GEGENSTANDPUNKT GEGENARGUMENTE

Ägypten: Volksaufstand gegen das „System Mubarak“ (2/2) –
der Westen reagiert auf einen nicht bestellten Umsturz

Die Führer der westlichen Welt wurden von einem Volk überrascht: Ohne dass sie das bestellt hätten, kündigt das ägyptische seiner Obrigkeit die Gefolgschaft auf! Wo die regierenden Freunde der Freiheit einen Umsturz von Herrschaften für angebracht halten, da bringen sie nämlich normalerweise die entsprechenden „Revolutionen“ mit den netten Beinamen gleich selber auf den Weg. Aber dass die Massen in einem Land, an dessen gefestigtem, herrschaftlichem Innenleben man aus vielerlei Gründen äußerst interessiert ist, aus eigenem Antrieb derart aus dem Ruder laufen: Damit rechnet man keinesfalls in den Metropolen, von denen aus die freie Welt regiert wird. So dauert die Urteilsbildung über den Volksaufstand in Ägypten eine gewisse Zeit, fällt dafür aber umso eindeutiger aus. Eine feine Sache sei es, dass – und vor allem: wie friedlich sich das Volk am Nil da zu einer „Bewegung für Freiheit und Demokratie“ (Westerwelle) aufgemacht habe, heißt es einhellig. Aber die Hüter dieser hohen Werte lassen es keineswegs bei einer bloßen Grußadresse an die Freiheitskämpfer bewenden. Man verwendet sich und den politischen Einfluss, über den man verfügt, für die gute Sache, die man in Ägypten auf den Weg gebracht sieht. Unisono empfiehlt der Westen Mubarak zunächst nachdrücklich „Gewaltverzicht“ gegenüber seinen aufsässigen Untertanen – und hält ihn alsbald für genauso „untragbar“ wie die Menge auf dem Tahrir-Platz. Freilich nicht ganz aus denselben Gründen. „Rückkehr zu stabilen Verhältnissen“ heißt ganz unverhohlen der höhere Sinn, den man hierzulande den Drangsalen der Demonstranten entnimmt – dabei haben die die herrschenden Machtverhältnisse doch gerade erst einigermaßen destabilisiert. Und warum es diese Rückkehr zur Stabilität unbedingt braucht, erfährt man gleichfalls:

– In dieser bekannt sensiblen „Krisenregion“ muss erstens der Frieden gewahrt, insbesondere der Friedensvertrag mit Israel eingehalten werden.
– Zweitens steht die Versorgungssicherheit in Sachen Gas und Öl bis hin zu T-Shirts und Autoteilen beim Westen obenan.
– Und drittens muss der Bestandsschutz für die jahrtausendealten Kulturgüter und die etwas jüngeren Tauchgründe gewährleistet sein.

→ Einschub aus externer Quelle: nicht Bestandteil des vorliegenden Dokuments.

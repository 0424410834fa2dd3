//! Key lookup capabilities offered to the decryptor.
//!
//! A decryptor that supports public-key encrypted messages needs a
//! way to find the secret keys a message is addressed to.  This
//! module defines that capability as a trait.  symdecrypt only
//! supports password-encrypted messages, so the only implementation
//! is [`EmptyKeyRing`], which never has any keys.

use sequoia_openpgp as openpgp;
use openpgp::KeyID;
use openpgp::packet::Key;
use openpgp::packet::key::{SecretParts, UnspecifiedRole};
use openpgp::types::KeyFlags;

/// A secret key that could be used to decrypt a PKESK.
pub type SecretKey = Key<SecretParts, UnspecifiedRole>;

/// Looks up secret keys.
pub trait KeySource {
    /// Returns the keys with the given Key ID.
    fn keys_by_id(&self, id: &KeyID) -> Vec<SecretKey>;

    /// Returns all keys that can be used for decryption.
    fn decryption_keys(&self) -> Vec<SecretKey>;

    /// Returns the keys with the given Key ID that have at least one
    /// of the capabilities in `usage`.
    fn keys_by_id_usage(&self, id: &KeyID, usage: &KeyFlags)
                        -> Vec<SecretKey>;
}

/// A key source without any keys.
///
/// Handing this to the decryptor restricts it to password-based
/// decryption.
#[derive(Debug, Default, Clone, Copy)]
pub struct EmptyKeyRing;

impl KeySource for EmptyKeyRing {
    fn keys_by_id(&self, _: &KeyID) -> Vec<SecretKey> {
        Vec::new()
    }

    fn decryption_keys(&self) -> Vec<SecretKey> {
        Vec::new()
    }

    fn keys_by_id_usage(&self, _: &KeyID, _: &KeyFlags) -> Vec<SecretKey> {
        Vec::new()
    }
}
#![cfg_attr(not(test), no_std)]

// Declared first: the macros are textually scoped.
#[macro_use]
mod log;

pub mod bridge;
pub mod control;
pub mod descriptor;
pub mod device;
pub mod midi;
pub mod midi_constants;
pub mod synth;

#[cfg(test)]
mod mock;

So weit also reicht mindestens die Palette der westlichen Interessen, für die die Nation Ägypten in der Vergangenheit gut funktioniert hat und deswegen auf jeden Fall weiterhin gut funktionieren muss.

Ab sofort sind Freiheit und Demokratie in Ägypten also fest als die neue Methode verplant, mit der die Herrschaft im Land am Nil auch nach der Ära des „Diktators Mubarak“ genau das zu gewährleisten hat, wofür der mit seinem Wirken für Jahrzehnte geradestand. Die im Westen regierenden Fachleute für Freiheit und demokratische Herrschaftsformen verstehen sich bekanntlich auf den Umgang mit beidem bestens. Nun zerbrechen sie sich mitsamt ihrem öffentlich denkenden Anhang von der freiheitlichen Presse sogleich vorsorglich den Kopf darüber, wie die Freiheit auszusehen hat, die das gewünschte Ergebnis garantiert liefert: Noch bevor die Machtfrage in Kairo entschieden ist, wird der Volksaufstand kritisch entlang dem Kriterium durchgeprüft, ob er auch der Form nach alle Erfordernisse für das Gelingen des Zwecks erfüllt, für den ein demokratisch regiertes Ägypten vorgesehen ist. Da stimmt einen westlichen Beobachter der Blick auf die aufgebrachte Mischung aus zahnlosen Brotbäckern und anderen Elendsgestalten, Ärzten und Dichtern, jungen Studenten mit Handy und Notebook, Kopftuchträgerinnen und Bärtigen im Kaftan zwar schon ein wenig skeptisch: Wo ist denn der Führer, den die demnächst wählen sollen, wenn sie ihren alten losgeworden sind? Wie heißt die Partei, von der er der Häuptling ist? Was ist mit der Partei der Bärtigen, die wir zwar kennen, aber keinesfalls an die Regierung befördert sehen wollen? Aber diese Bedenken werden konstruktiv bewältigt. Schließlich hat der Volksaufstand in Ägypten schon deswegen die tatkräftige Fürsorge der westlichen Herrscher verdient, weil er von denen als Vehikel zur Beförderung der eigenen Interessen unter den Titeln ‚Demokratie und Freiheit‘ adoptiert wurde. Die westliche Fürsorge für den erfolgreichen Ausgang des ägyptischen Volksaufstands entschließt sich mutig zur interessierten Definition des Volkswillens, der gerade unterwegs ist: Was immer die Menschen dort unten im Einzelnen im Kopf haben mögen – im Endeffekt hat es sich einfach zusammenzufassen in einer nach allen Regeln der Demokratie herbeigeführten Ermächtigung einer neuen Staatsführung, die dann, selbstverständlich anders als bisher, eben demokratisch, für „stabile Verhältnisse“ sorgt.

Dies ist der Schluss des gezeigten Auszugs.